En el relato evangélico que se proclama en la Eucaristía de hoy se recoge el comienzo del encuentro de Jesús con Nicodemo (Jn.3,1-8). Esta persona pertenecía al partido de los fariseos. En tiempos de Jesús era un grupo dinámico y conservador. Lo conformaban generalmente escribas y doctores de la ley. Pues bien, Nicodemo "fue a ver a Jesús de noche y le dijo: Rabí, sabemos que has venido de parte de Dios, como maestro, porque nadie puede hacer los signos que tu haces si Dios no está con él. Jesús le contestó: Te lo aseguro el que no nazca de nuevo no puede ver el reino de Dios. Nicodemo le pregunta: ¿Cómo puede nacer un hombre, siendo viejo? ¿Acaso puede por segunda vez entrar en el vientre de su madre y nacer? Jesús le contestó: Te lo aseguro, el no nazca de agua y de Espíritu no puede entrar en el reino de Dios...". Nicodemo viene al encuentro de Jesús de noche. Desea compartir con Jesús algunas inquietudes que rondaban en su interior. Nicodemo ve en los signos que realiza Jesús el motivo básico para llamarle con toda verdad maestro.

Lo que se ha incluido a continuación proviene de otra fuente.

use std::path::PathBuf;

use clap::Parser;

/// MCP server for semantic document search and ingestion.
///
/// Speaks JSON-RPC 2.0 on stdin/stdout; logs go to stderr.
#[derive(Parser, Debug)]
#[command(name = "semdoc-mcp", version, about = "MCP server for semantic document search")]
pub struct CliArgs {
    /// Load environment variables from this file instead of `.env`
    #[arg(long, env = "SEMDOC_ENV_FILE")]
    pub env_file: Option<PathBuf>,

    /// Server name reported to clients during `initialize`
    #[arg(long, default_value = "semdoc-mcp")]
    pub name: String,

    /// Log filter (e.g. `debug`, `semdoc_mcp=trace`); overrides RUST_LOG
    #[arg(long)]
    pub log_level: Option<String>,
}
//! Tagged handle for external-service clients that may be disabled.
//!
//! Clients are built once at startup. When their credentials are missing in
//! production they are kept as `Unavailable`, and every call through them
//! yields a [`ConfigError::Unavailable`] instead of failing on a null client.

use crate::error::ConfigError;

#[derive(Debug, Clone)]
pub enum Availability<T> {
    Ready(T),
    Unavailable {
        service: &'static str,
        reason: String,
    },
}

impl<T> Availability<T> {
    pub fn unavailable(service: &'static str, reason: impl Into<String>) -> Self {
        Availability::Unavailable {
            service,
            reason: reason.into(),
        }
    }

    /// Wrap a construction result, keeping the error text as the reason.
    pub fn from_result<E: std::fmt::Display>(service: &'static str, result: Result<T, E>) -> Self {
        match result {
            Ok(value) => Availability::Ready(value),
            Err(e) => Availability::unavailable(service, e.to_string()),
        }
    }

    pub fn get(&self) -> Result<&T, ConfigError> {
        match self {
            Availability::Ready(value) => Ok(value),
            Availability::Unavailable { service, reason } => Err(ConfigError::Unavailable {
                service: *service,
                reason: reason.clone(),
            }),
        }
    }

    pub fn is_ready(&self) -> bool {
        matches!(self, Availability::Ready(_))
    }
}
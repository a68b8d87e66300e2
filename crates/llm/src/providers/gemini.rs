use std::time::Duration;

use async_trait::async_trait;
use serde_json::{json, Value};
use tracing::debug;

use semdoc_core::config::GeminiConfig;
use semdoc_core::ConfigError;

use crate::provider::{LlmError, LlmProvider, Message, Role};

/// Text generation through the Gemini `generateContent` API.
pub struct GeminiProvider {
    client: reqwest::Client,
    api_key: String,
    base_url: String,
    model: String,
}

impl GeminiProvider {
    pub fn new(api_key: String, model: String, timeout: Duration) -> Self {
        Self {
            client: reqwest::Client::builder()
                .timeout(timeout)
                .build()
                .unwrap_or_else(|_| reqwest::Client::new()),
            api_key,
            base_url: "https://generativelanguage.googleapis.com".to_string(),
            model: model.trim_start_matches("models/").to_string(),
        }
    }

    pub fn with_base_url(mut self, base_url: impl Into<String>) -> Self {
        self.base_url = base_url.into().trim_end_matches('/').to_string();
        self
    }

    /// Build from config; fails when `GEMINI_API_KEY` is missing.
    pub fn from_config(config: &GeminiConfig, timeout: Duration) -> Result<Self, ConfigError> {
        let api_key = config.require_api_key()?;
        Ok(Self::new(api_key.to_string(), config.model.clone(), timeout)
            .with_base_url(config.base_url.clone()))
    }

    pub fn model(&self) -> &str {
        &self.model
    }

    fn endpoint(&self) -> String {
        format!(
            "{}/v1beta/models/{}:generateContent",
            self.base_url, self.model
        )
    }

    /// Build the request body for the Gemini generateContent API.
    fn build_request_body(messages: &[Message], temperature: f32, max_tokens: u32) -> Value {
        // System prompts travel in their own field, joined if there are several.
        let system: Vec<&str> = messages
            .iter()
            .filter(|m| m.role == Role::System)
            .map(|m| m.content.as_str())
            .collect();

        let contents: Vec<Value> = messages
            .iter()
            .filter_map(|m| {
                let role = match m.role {
                    Role::User => "user",
                    Role::Assistant => "model",
                    Role::System => return None,
                };
                Some(json!({
                    "role": role,
                    "parts": [{ "text": m.content }],
                }))
            })
            .collect();

        let mut body = json!({
            "contents": contents,
            "generationConfig": {
                "temperature": temperature,
                "maxOutputTokens": max_tokens,
            },
        });

        if !system.is_empty() {
            body["system_instruction"] = json!({
                "parts": [{ "text": system.join("\n\n") }],
            });
        }

        body
    }
}

/// Concatenated text parts of the first candidate.
fn extract_text(response: &Value) -> Result<String, LlmError> {
    let parts = response["candidates"][0]["content"]["parts"]
        .as_array()
        .ok_or_else(|| LlmError::ParseError("missing candidates[0].content.parts".into()))?;

    let text: String = parts.iter().filter_map(|p| p["text"].as_str()).collect();
    if text.is_empty() {
        let reason = response["candidates"][0]["finishReason"]
            .as_str()
            .unwrap_or("unknown");
        return Err(LlmError::ParseError(format!(
            "response contained no text (finish reason: {reason})"
        )));
    }
    Ok(text)
}

#[async_trait]
impl LlmProvider for GeminiProvider {
    async fn complete(
        &self,
        messages: Vec<Message>,
        temperature: f32,
        max_tokens: u32,
    ) -> Result<String, LlmError> {
        let body = Self::build_request_body(&messages, temperature, max_tokens);

        debug!(model = %self.model, messages = messages.len(), "Gemini generate request");

        let response = self
            .client
            .post(self.endpoint())
            .header("x-goog-api-key", &self.api_key)
            .json(&body)
            .send()
            .await?;

        let status = response.status();
        if !status.is_success() {
            let body = response.text().await.unwrap_or_default();
            return Err(LlmError::ApiError {
                status: status.as_u16(),
                body,
            });
        }

        let resp: Value = response.json().await?;
        extract_text(&resp)
    }
}

#[cfg(test)]
mod tests {
    use super::*;

    #[test]
    fn test_request_body_structure() {
        let messages = vec![
            Message::system("Answer from the knowledge block only."),
            Message::user("Hello"),
            Message { role: Role::Assistant, content: "Hi there!".into() },
            Message::user("Which degree is listed?"),
        ];

        let body = GeminiProvider::build_request_body(&messages, 0.1, 4096);

        assert_eq!(
            body["system_instruction"]["parts"][0]["text"].as_str().unwrap(),
            "Answer from the knowledge block only.",
        );

        // Contents should not include system message
        let contents = body["contents"].as_array().unwrap();
        assert_eq!(contents.len(), 3);
        assert_eq!(contents[0]["role"], "user");
        assert_eq!(contents[0]["parts"][0]["text"], "Hello");

        // Assistant turns are "model" on the wire
        assert_eq!(contents[1]["role"], "model");
        assert_eq!(contents[2]["parts"][0]["text"], "Which degree is listed?");

        let temp = body["generationConfig"]["temperature"].as_f64().unwrap();
        assert!((temp - 0.1).abs() < 1e-6, "temperature should be ~0.1, got {temp}");
        assert_eq!(body["generationConfig"]["maxOutputTokens"], 4096);
    }

    #[test]
    fn test_request_body_without_system() {
        let body = GeminiProvider::build_request_body(&[Message::user("Hello")], 0.5, 2048);

        assert!(body.get("system_instruction").is_none());
        let contents = body["contents"].as_array().unwrap();
        assert_eq!(contents.len(), 1);
        assert_eq!(contents[0]["role"], "user");
    }

    #[test]
    fn endpoint_uses_bare_model_name() {
        let provider = GeminiProvider::new("k".into(), "models/gemini-2.0-flash".into(), Duration::from_secs(1))
            .with_base_url("http://localhost:8080/");
        assert_eq!(provider.model(), "gemini-2.0-flash");
        assert_eq!(
            provider.endpoint(),
            "http://localhost:8080/v1beta/models/gemini-2.0-flash:generateContent"
        );
    }

    #[test]
    fn extract_text_joins_parts() {
        let resp = json!({
            "candidates": [{ "content": { "parts": [{ "text": "Hola, " }, { "text": "mundo" }] } }]
        });
        assert_eq!(extract_text(&resp).unwrap(), "Hola, mundo");
    }

    #[test]
    fn extract_text_reports_missing_content() {
        let err = extract_text(&json!({ "candidates": [] })).unwrap_err();
        assert!(matches!(err, LlmError::ParseError(_)));

        let blocked = json!({
            "candidates": [{ "content": { "parts": [] }, "finishReason": "SAFETY" }]
        });
        let err = extract_text(&blocked).unwrap_err();
        assert!(err.to_string().contains("SAFETY"));
    }

    #[test]
    fn from_config_requires_api_key() {
        let config = GeminiConfig {
            api_key: None,
            base_url: "http://localhost".into(),
            model: "gemini-2.0-flash".into(),
            embed_model: "models/text-embedding-004".into(),
        };
        assert!(GeminiProvider::from_config(&config, Duration::from_secs(1)).is_err());
    }
}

Él ve en los signos realizados por Jesús el sello de Dios. Ante el saludo de Nicodemo, Jesús le advierte con claridad que para entrar en el reino de Dios es necesario nacer de nuevo. ¿De qué nacimiento habla Jesús? Se trata de un cambio profundo; de ser una persona nueva. El neófito sumergido en el agua participa, por el mismo hecho en la muerte y en la resurrección del Salvador y recibe el Espíritu como un principio de vida nueva. No se trata por tanto de volver al seno de la madre. Es un nacimiento según el Espíritu. La nueva vida del cristiano proviene de Dios. Es nacer del Espíritu, no de la carne.